Open Office Calc gets the CSV format wrong when some cells have a particular value (a final \r character). It then cannot load back the file as it was from the exported CSV. Steps to reproduce 1/ make an XLSB file where a cell has a final \r in its contents (ASCII character 0x0D, CR) You may use the attached Perl script for that; fewer rows/cols should suffice. It will produce a .xls file you can then open in Microsoft Office 2010 to save it as an .xlsb file Note: this bug does not show up if working from the XLS format. 2/ save the XSLB file as CSV from LibreOffice Calc (using the Debian package 1:4.3.3-2+deb8u1) I used options ";" for separator and '"' for text Looking the .csv resulting file (for example with VIM), one notices the absence of "..." double quotes around the value of the special cell (but Microsoft Office does when asked to save this kind of file and produces a valid CSV). Indeed, Libre Office Calc can not load back the file as it was: it introduces a row break at the position of this unprotected \r!
Created attachment 120320 [details] Perl script to produce a bug-exhibiting small example Perl script mentioned in the bug description
Hi @libreofficecsvbug, thanks for reporting. Sorry, but why LibreOffice must change the cell content on saving?, and what If it was what you want to do?
You misread my report and did not try to reproduce it. I am complaining LibreOffice wrongly saves the cell content like this: ...;aaa;bbb;ccc;FINAL_NEWLINE\r;ddd;eee;... instead of the correct (which is what MS Office does): ...;aaa;bbb;ccc;"FINAL_NEWLINE\r";ddd;eee;... As a result the CSV does not match the spreadsheet and LibreOffice (and other tools) cannot read it back to fit the original data.
Created attachment 120419 [details] Sample CSV with field with new lines. Attached a sample file created with LibreOffice. The only that I have done is when saving, click on Edit-filter-settings and select "Quote all text cell".
Did you reproduce the bug? Did you work from XSLB format? You only give a CSV file. Why is this not the default setting? What good does not quoting all text cells do? Having a spreadsheet unable to reload the data it just saved looks like a bug to me.

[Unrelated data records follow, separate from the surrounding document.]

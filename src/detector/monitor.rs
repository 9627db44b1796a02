//! Registry of running detector workers

use std::collections::HashMap;
use std::sync::Arc;

use tokio::sync::mpsc;
use tokio::task::JoinHandle;
use tracing::info;

use super::worker::DetectorWorker;
use super::{DetectorEvent, DetectorKey};
use crate::common::types::ExchangeCredential;
use crate::config::types::DetectorConfig;
use crate::exchange::ExchangeOps;

/// Owns one polling task per monitored stream.
///
/// Start/stop are idempotent: starting an already-monitored key is a no-op,
/// stopping an unknown key does nothing.
pub struct SignalMonitor {
    gateway: Arc<dyn ExchangeOps>,
    config: DetectorConfig,
    events: mpsc::Sender<DetectorEvent>,
    workers: std::sync::Mutex<HashMap<DetectorKey, JoinHandle<()>>>,
}

impl SignalMonitor {
    pub fn new(
        gateway: Arc<dyn ExchangeOps>,
        config: DetectorConfig,
        events: mpsc::Sender<DetectorEvent>,
    ) -> Self {
        Self {
            gateway,
            config,
            events,
            workers: std::sync::Mutex::new(HashMap::new()),
        }
    }

    /// Spawn a worker for `key` unless one is already running.
    /// Returns whether a new worker was started.
    pub fn start(&self, key: DetectorKey, cred: ExchangeCredential) -> bool {
        let mut workers = self.workers.lock().expect("monitor lock poisoned");
        if let Some(handle) = workers.get(&key) {
            if !handle.is_finished() {
                return false;
            }
        }

        info!(key = %key, "starting detector worker");
        let worker = DetectorWorker::new(
            key.clone(),
            cred,
            self.gateway.clone(),
            self.config.clone(),
            self.events.clone(),
        );
        workers.insert(key, tokio::spawn(worker.run()));
        true
    }

    /// Stop the worker for `key`, if any.
    pub fn stop(&self, key: &DetectorKey) -> bool {
        let mut workers = self.workers.lock().expect("monitor lock poisoned");
        match workers.remove(key) {
            Some(handle) => {
                info!(key = %key, "stopping detector worker");
                handle.abort();
                true
            }
            None => false,
        }
    }

    /// Keys with a live worker
    pub fn active_keys(&self) -> Vec<DetectorKey> {
        let workers = self.workers.lock().expect("monitor lock poisoned");
        workers
            .iter()
            .filter(|(_, handle)| !handle.is_finished())
            .map(|(key, _)| key.clone())
            .collect()
    }

    /// Abort every worker. Called on shutdown.
    pub fn shutdown(&self) {
        let mut workers = self.workers.lock().expect("monitor lock poisoned");
        for (key, handle) in workers.drain() {
            info!(key = %key, "stopping detector worker");
            handle.abort();
        }
    }
}

impl Drop for SignalMonitor {
    fn drop(&mut self) {
        self.shutdown();
    }
}

#[cfg(test)]
mod tests {
    use super::*;
    use crate::common::errors::GatewayResult;
    use crate::common::types::{
        Balance, Candle, Exchange, OrderAck, OrderRequest, Position, ProtectiveAck,
        ProtectiveRequest,
    };
    use async_trait::async_trait;
    use rust_decimal::Decimal;

    struct EmptyGateway;

    #[async_trait]
    impl ExchangeOps for EmptyGateway {
        async fn get_candles(
            &self,
            _cred: &ExchangeCredential,
            _symbol: &str,
            _interval: &str,
            _limit: u32,
        ) -> GatewayResult<Vec<Candle>> {
            Ok(Vec::new())
        }

        async fn get_balance(&self, _cred: &ExchangeCredential) -> GatewayResult<Balance> {
            unimplemented!()
        }
        async fn get_current_price(
            &self,
            _cred: &ExchangeCredential,
            _symbol: &str,
        ) -> GatewayResult<Decimal> {
            unimplemented!()
        }
        async fn get_positions(
            &self,
            _cred: &ExchangeCredential,
        ) -> GatewayResult<Vec<Position>> {
            unimplemented!()
        }
        async fn place_order(
            &self,
            _cred: &ExchangeCredential,
            _request: &OrderRequest,
        ) -> GatewayResult<OrderAck> {
            unimplemented!()
        }
        async fn attach_protective(
            &self,
            _cred: &ExchangeCredential,
            _request: &ProtectiveRequest,
        ) -> GatewayResult<ProtectiveAck> {
            unimplemented!()
        }
        async fn close_position(
            &self,
            _cred: &ExchangeCredential,
            _symbol: &str,
        ) -> GatewayResult<OrderAck> {
            unimplemented!()
        }
        async fn cancel_all_orders(
            &self,
            _cred: &ExchangeCredential,
            _symbol: &str,
        ) -> GatewayResult<()> {
            unimplemented!()
        }
    }

    fn key(symbol: &str) -> DetectorKey {
        DetectorKey {
            user_id: "u1".to_string(),
            exchange: Exchange::Binance,
            symbol: symbol.to_string(),
            interval: "1m".to_string(),
        }
    }

    fn cred() -> ExchangeCredential {
        ExchangeCredential {
            exchange: Exchange::Binance,
            api_key: "k".to_string(),
            api_secret: "s".to_string(),
            passphrase: None,
            is_futures: true,
        }
    }

    fn monitor() -> SignalMonitor {
        let (tx, _rx) = mpsc::channel(16);
        SignalMonitor::new(
            Arc::new(EmptyGateway),
            crate::config::types::DetectorConfig::default(),
            tx,
        )
    }

    #[tokio::test]
    async fn test_start_is_idempotent() {
        let monitor = monitor();
        assert!(monitor.start(key("BTCUSDT"), cred()));
        assert!(!monitor.start(key("BTCUSDT"), cred()));
        assert_eq!(monitor.active_keys().len(), 1);

        assert!(monitor.start(key("ETHUSDT"), cred()));
        assert_eq!(monitor.active_keys().len(), 2);
    }

    #[tokio::test]
    async fn test_stop_removes_worker() {
        let monitor = monitor();
        monitor.start(key("BTCUSDT"), cred());

        assert!(monitor.stop(&key("BTCUSDT")));
        assert!(!monitor.stop(&key("BTCUSDT")));
        assert!(monitor.active_keys().is_empty());
    }

    #[tokio::test]
    async fn test_shutdown_aborts_everything() {
        let monitor = monitor();
        monitor.start(key("BTCUSDT"), cred());
        monitor.start(key("ETHUSDT"), cred());

        monitor.shutdown();
        assert!(monitor.active_keys().is_empty());
    }
}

@libreofficecsvbug: Could you please attach the resulting .xlsb file and not just the perl script?
(In reply to m.a.riosv from comment #2) > Sorry, but why LibreOffice must change the cell content on saving?, and what > If it was what you want to do? It is part of the CSV "spec" that if the field content embeds a newline the entire field content is to be quoted.
XLSB: I do not trust Microsoft Office to not embed company/personal info in the file I would attach. I attach the .xls produced by Perl (with a 10x10 grid and a newline at 5,5). This bug happens with xlsb not xlsx so you need to convert xls to xlsb with Microsoft Office, then xlsb to csv with LibreOffice. Getting back to the first reactions I had on this: Quoting all text fields is not satisfactory to me: 1/ it is not the default setting 2/ it wastes space: no need to go "aaa";"bbb";"FINAL NEWLINE\r";"ccc" when aaa;bbb;"FINAL NEWLINE\r";ccc would suffice (and that is what Microsoft Office does) 3/ it still does not explain why LibreOffice is inconsistent (this works with xlsx not xlsb)

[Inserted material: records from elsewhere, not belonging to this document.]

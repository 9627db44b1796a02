//! Unified types used across the gateway, detector, broadcaster and dispatcher

use chrono::{DateTime, Utc};
use rust_decimal::Decimal;
use serde::{Deserialize, Serialize};

/// Supported exchange identifier
#[derive(Debug, Clone, Copy, PartialEq, Eq, Hash, Serialize, Deserialize)]
#[serde(rename_all = "lowercase")]
pub enum Exchange {
    Binance,
    Bybit,
    Okx,
    Kucoin,
    Mexc,
}

impl Exchange {
    /// All supported exchanges, in registration order
    pub const ALL: [Exchange; 5] = [
        Exchange::Binance,
        Exchange::Bybit,
        Exchange::Okx,
        Exchange::Kucoin,
        Exchange::Mexc,
    ];

    pub fn as_str(&self) -> &'static str {
        match self {
            Exchange::Binance => "binance",
            Exchange::Bybit => "bybit",
            Exchange::Okx => "okx",
            Exchange::Kucoin => "kucoin",
            Exchange::Mexc => "mexc",
        }
    }
}

impl std::fmt::Display for Exchange {
    fn fmt(&self, f: &mut std::fmt::Formatter<'_>) -> std::fmt::Result {
        f.write_str(self.as_str())
    }
}

impl std::str::FromStr for Exchange {
    type Err = String;

    fn from_str(s: &str) -> Result<Self, Self::Err> {
        match s.to_lowercase().as_str() {
            "binance" => Ok(Exchange::Binance),
            "bybit" => Ok(Exchange::Bybit),
            "okx" => Ok(Exchange::Okx),
            "kucoin" => Ok(Exchange::Kucoin),
            "mexc" => Ok(Exchange::Mexc),
            other => Err(format!("unsupported exchange: {}", other)),
        }
    }
}

/// Crossover signal direction
#[derive(Debug, Clone, Copy, PartialEq, Eq, Hash, Serialize, Deserialize)]
#[serde(rename_all = "UPPERCASE")]
pub enum SignalType {
    Buy,
    Sell,
}

impl std::fmt::Display for SignalType {
    fn fmt(&self, f: &mut std::fmt::Formatter<'_>) -> std::fmt::Result {
        match self {
            SignalType::Buy => write!(f, "BUY"),
            SignalType::Sell => write!(f, "SELL"),
        }
    }
}

/// Normalized position direction
#[derive(Debug, Clone, Copy, PartialEq, Eq, Hash, Serialize, Deserialize)]
#[serde(rename_all = "UPPERCASE")]
pub enum PositionSide {
    Long,
    Short,
}

impl PositionSide {
    /// Direction of the order that closes a position on this side
    pub fn opposite(&self) -> PositionSide {
        match self {
            PositionSide::Long => PositionSide::Short,
            PositionSide::Short => PositionSide::Long,
        }
    }

    /// A BUY signal opens a long, a SELL signal opens a short.
    pub fn from_signal(signal: SignalType) -> PositionSide {
        match signal {
            SignalType::Buy => PositionSide::Long,
            SignalType::Sell => PositionSide::Short,
        }
    }
}

impl std::fmt::Display for PositionSide {
    fn fmt(&self, f: &mut std::fmt::Formatter<'_>) -> std::fmt::Result {
        match self {
            PositionSide::Long => write!(f, "LONG"),
            PositionSide::Short => write!(f, "SHORT"),
        }
    }
}

/// Immutable crossover event emitted by the signal detector.
///
/// Never mutated after creation; consumed by the broadcaster and, when the
/// owning user has auto-trading enabled, by the trade dispatcher.
#[derive(Debug, Clone, PartialEq, Serialize, Deserialize)]
pub struct Signal {
    pub user_id: String,
    pub exchange: Exchange,
    pub symbol: String,
    pub interval: String,
    pub signal_type: SignalType,
    pub ema_fast: f64,
    pub ema_slow: f64,
    /// Close price of the candle that produced the crossover
    pub price: f64,
    pub detected_at: DateTime<Utc>,
}

/// A single closed candle as returned by the gateway
#[derive(Debug, Clone, Copy, PartialEq, Serialize, Deserialize)]
pub struct Candle {
    /// Open time of the candle, used to de-duplicate polls
    pub open_time: DateTime<Utc>,
    pub close: f64,
}

/// Normalized account balance
#[derive(Debug, Clone, PartialEq, Serialize, Deserialize)]
pub struct Balance {
    pub exchange: Exchange,
    pub currency: String,
    pub total: Decimal,
    pub available: Decimal,
    pub locked: Decimal,
    pub timestamp: DateTime<Utc>,
}

/// Normalized open position
#[derive(Debug, Clone, PartialEq, Serialize, Deserialize)]
pub struct Position {
    pub exchange: Exchange,
    pub symbol: String,
    pub side: PositionSide,
    pub amount: Decimal,
    pub entry_price: Decimal,
    pub current_price: Decimal,
    pub unrealized_pnl: Decimal,
    pub leverage: u32,
}

/// Market-order request handed to the gateway
#[derive(Debug, Clone, PartialEq)]
pub struct OrderRequest {
    pub symbol: String,
    pub side: PositionSide,
    pub quantity: Decimal,
    pub leverage: u32,
    /// Reduce-only orders may only shrink an existing position
    pub reduce_only: bool,
}

/// Exchange acknowledgement of a placed order
#[derive(Debug, Clone, PartialEq, Serialize, Deserialize)]
pub struct OrderAck {
    pub order_id: String,
    pub symbol: String,
    pub side: PositionSide,
    pub quantity: Decimal,
    /// Fill price when the exchange reports one
    pub avg_price: Option<Decimal>,
}

/// TP/SL attachment request. Prices are computed by the caller from entry
/// price and percentage parameters; the gateway only places the triggers.
#[derive(Debug, Clone, PartialEq)]
pub struct ProtectiveRequest {
    pub symbol: String,
    /// Side of the position being protected (triggers fire the opposite way)
    pub side: PositionSide,
    pub quantity: Decimal,
    pub tp_price: Option<Decimal>,
    pub sl_price: Option<Decimal>,
}

/// Order ids of the placed protective triggers
#[derive(Debug, Clone, Default, PartialEq, Serialize, Deserialize)]
pub struct ProtectiveAck {
    pub tp_order_id: Option<String>,
    pub sl_order_id: Option<String>,
}

/// API credentials for one (user, exchange) pair.
///
/// Owned by the persistent store; read per dispatch call and never cached
/// beyond it.
#[derive(Debug, Clone, Serialize, Deserialize)]
pub struct ExchangeCredential {
    pub exchange: Exchange,
    pub api_key: String,
    pub api_secret: String,
    #[serde(default)]
    pub passphrase: Option<String>,
    #[serde(default = "default_true")]
    pub is_futures: bool,
}

fn default_true() -> bool {
    true
}

/// Lifecycle of a trade record
#[derive(Debug, Clone, Copy, PartialEq, Eq, Serialize, Deserialize)]
#[serde(rename_all = "lowercase")]
pub enum TradeStatus {
    Pending,
    Open,
    Closed,
    Failed,
}

/// The unit of idempotency: one record per client order id.
///
/// Invariant: at most one non-failed record may exist per
/// `client_order_id`, enforced through the store's conditional create.
#[derive(Debug, Clone, PartialEq, Serialize, Deserialize)]
pub struct TradeRecord {
    pub client_order_id: String,
    pub user_id: String,
    pub exchange: Exchange,
    pub symbol: String,
    pub side: PositionSide,
    pub amount: Decimal,
    pub leverage: u32,
    pub entry_price: Option<Decimal>,
    pub tp_price: Option<Decimal>,
    pub sl_price: Option<Decimal>,
    pub exchange_order_id: Option<String>,
    pub tp_order_id: Option<String>,
    pub sl_order_id: Option<String>,
    pub status: TradeStatus,
    pub realized_pnl: Option<Decimal>,
    pub created_at: DateTime<Utc>,
    pub updated_at: DateTime<Utc>,
}

impl TradeRecord {
    /// An open record that asked for protection but carries no trigger ids
    /// was interrupted between order placement and protective attachment.
    pub fn missing_protective(&self) -> bool {
        self.status == TradeStatus::Open
            && (self.tp_price.is_some() || self.sl_price.is_some())
            && self.tp_order_id.is_none()
            && self.sl_order_id.is_none()
    }
}

/// A request to open a position, from the auto-trading path or a manual call
#[derive(Debug, Clone, PartialEq)]
pub struct TradeIntent {
    pub user_id: String,
    pub exchange: Exchange,
    pub symbol: String,
    pub side: PositionSide,
    pub amount: Decimal,
    pub leverage: u32,
    /// Take-profit distance in percent of entry; zero disables
    pub tp_pct: Decimal,
    /// Stop-loss distance in percent of entry; zero disables
    pub sl_pct: Decimal,
    /// Supplied for manual trades; derived deterministically for auto-trades
    pub client_order_id: Option<String>,
}

/// Per-user auto-trading settings, read from the store
#[derive(Debug, Clone, Serialize, Deserialize)]
pub struct AutoTradeSettings {
    #[serde(default)]
    pub enabled: bool,
    #[serde(default = "default_amount")]
    pub amount: Decimal,
    #[serde(default = "default_leverage")]
    pub leverage: u32,
    #[serde(default = "default_tp_pct")]
    pub tp_pct: Decimal,
    #[serde(default = "default_sl_pct")]
    pub sl_pct: Decimal,
}

fn default_amount() -> Decimal {
    Decimal::from(10)
}

fn default_leverage() -> u32 {
    10
}

fn default_tp_pct() -> Decimal {
    Decimal::from(5)
}

fn default_sl_pct() -> Decimal {
    Decimal::from(2)
}

impl Default for AutoTradeSettings {
    fn default() -> Self {
        Self {
            enabled: false,
            amount: default_amount(),
            leverage: default_leverage(),
            tp_pct: default_tp_pct(),
            sl_pct: default_sl_pct(),
        }
    }
}

/// Subscription tier capping concurrent open positions
#[derive(Debug, Clone, Copy, PartialEq, Eq, Serialize, Deserialize)]
#[serde(rename_all = "lowercase")]
pub enum PlanTier {
    Free,
    Pro,
    Enterprise,
}

impl PlanTier {
    pub fn max_open_positions(&self) -> usize {
        match self {
            PlanTier::Free => 1,
            PlanTier::Pro => 10,
            PlanTier::Enterprise => 50,
        }
    }
}

impl Default for PlanTier {
    fn default() -> Self {
        PlanTier::Free
    }
}

#[cfg(test)]
mod tests {
    use super::*;

    #[test]
    fn test_exchange_round_trip() {
        for exchange in Exchange::ALL {
            let parsed: Exchange = exchange.as_str().parse().unwrap();
            assert_eq!(parsed, exchange);
        }
        assert!("hyperliquid".parse::<Exchange>().is_err());
    }

    #[test]
    fn test_side_from_signal() {
        assert_eq!(PositionSide::from_signal(SignalType::Buy), PositionSide::Long);
        assert_eq!(PositionSide::from_signal(SignalType::Sell), PositionSide::Short);
        assert_eq!(PositionSide::Long.opposite(), PositionSide::Short);
    }

    #[test]
    fn test_signal_serialization() {
        let signal = Signal {
            user_id: "u1".to_string(),
            exchange: Exchange::Binance,
            symbol: "BTCUSDT".to_string(),
            interval: "15m".to_string(),
            signal_type: SignalType::Buy,
            ema_fast: 43010.5,
            ema_slow: 42995.2,
            price: 43000.0,
            detected_at: Utc::now(),
        };

        let json = serde_json::to_value(&signal).unwrap();
        assert_eq!(json["signal_type"], "BUY");
        assert_eq!(json["exchange"], "binance");
    }

    #[test]
    fn test_plan_caps() {
        assert_eq!(PlanTier::Free.max_open_positions(), 1);
        assert_eq!(PlanTier::Pro.max_open_positions(), 10);
        assert_eq!(PlanTier::Enterprise.max_open_positions(), 50);
    }

    #[test]
    fn test_missing_protective_detection() {
        let mut record = TradeRecord {
            client_order_id: "c1".to_string(),
            user_id: "u1".to_string(),
            exchange: Exchange::Bybit,
            symbol: "ETHUSDT".to_string(),
            side: PositionSide::Long,
            amount: Decimal::ONE,
            leverage: 10,
            entry_price: Some(Decimal::from(2000)),
            tp_price: Some(Decimal::from(2100)),
            sl_price: Some(Decimal::from(1960)),
            exchange_order_id: Some("x1".to_string()),
            tp_order_id: None,
            sl_order_id: None,
            status: TradeStatus::Open,
            realized_pnl: None,
            created_at: Utc::now(),
            updated_at: Utc::now(),
        };
        assert!(record.missing_protective());

        record.tp_order_id = Some("tp1".to_string());
        assert!(!record.missing_protective());

        record.tp_order_id = None;
        record.status = TradeStatus::Closed;
        assert!(!record.missing_protective());
    }
}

Created attachment 120504 [details] XLS produced by Perl. Convert to XLSB using Microsoft Office, then to CSV using LibreOffice.

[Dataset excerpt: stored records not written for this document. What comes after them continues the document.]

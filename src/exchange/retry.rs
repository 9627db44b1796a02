//! Retry wrapper shared by every gateway call

use std::future::Future;
use std::time::Duration;

use tokio::time::sleep;
use tracing::warn;

use crate::common::errors::GatewayResult;
use crate::config::types::GatewayConfig;

/// Bounded exponential backoff: N attempts, delay doubling from the initial
/// value up to the cap. Only errors the taxonomy marks retryable
/// (rate limits and transient network failures) are attempted again.
#[derive(Debug, Clone, Copy)]
pub struct RetryPolicy {
    max_attempts: u32,
    initial_backoff: Duration,
    max_backoff: Duration,
}

impl RetryPolicy {
    pub fn new(max_attempts: u32, initial_backoff: Duration, max_backoff: Duration) -> Self {
        Self {
            max_attempts: max_attempts.max(1),
            initial_backoff,
            max_backoff,
        }
    }

    pub fn from_config(config: &GatewayConfig) -> Self {
        Self::new(
            config.max_attempts,
            Duration::from_millis(config.initial_backoff_ms),
            Duration::from_millis(config.max_backoff_ms),
        )
    }

    /// Run `operation` until it succeeds, fails non-retryably, or exhausts
    /// the attempt budget.
    pub async fn run<T, F, Fut>(&self, op_name: &str, mut operation: F) -> GatewayResult<T>
    where
        F: FnMut() -> Fut,
        Fut: Future<Output = GatewayResult<T>>,
    {
        let mut backoff = self.initial_backoff;

        for attempt in 1..=self.max_attempts {
            match operation().await {
                Ok(value) => return Ok(value),
                Err(err) if err.is_retryable() && attempt < self.max_attempts => {
                    warn!(
                        operation = op_name,
                        attempt,
                        max_attempts = self.max_attempts,
                        backoff_ms = backoff.as_millis() as u64,
                        error = %err,
                        "retrying after transient failure"
                    );
                    sleep(backoff).await;
                    backoff = (backoff * 2).min(self.max_backoff);
                }
                Err(err) => return Err(err),
            }
        }

        unreachable!("retry loop always returns within the attempt budget")
    }
}

impl Default for RetryPolicy {
    fn default() -> Self {
        Self::new(3, Duration::from_millis(200), Duration::from_secs(2))
    }
}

So you expect everyone who'd want to work on this to have a running copy of MS-Office around. Great :-/
Created attachment 120543 [details] xlsb file
A friend sent me an XLSB from my XLS published here, but it does not reproduce the bug. Did that friend have another copy of MS Office? I don't know. I just checked the XLSB I had reproduced the bug with. I removed my name from it then rezipped it, and could reproduce the bug. Please find it attached.
Created attachment 120569 [details] XLSB file produced with Microsoft Office 2010 from the XLS produced with Perl. Rezipped after removing names from it.
I just checked raal's file and can confirm it exhibits the bug too.
Can you confirm this bug now or do you need more input?
The .xlsb import doesn't create an EditCell as would be necessary for a multi-line cell. The problem would not occur if 0x0A line feed instead of 0x0D carriage return was used.
Eike Rathke committed a patch related to this issue. It has been pushed to "master": http://cgit.freedesktop.org/libreoffice/core/commit/?id=22ebafe8897239696f46df6f093054d16285004a Resolves: tdf#95629 import also 0x0D as rich EditCell, not only 0x0A It will be available in 5.1.0. The patch should be included in the daily builds available at http://dev-builds.libreoffice.org/daily/ in the next 24-48 hours. More information about daily builds can be found at: http://wiki.documentfoundation.org/Testing_Daily_Builds Affected users are encouraged to test the fix and report feedback.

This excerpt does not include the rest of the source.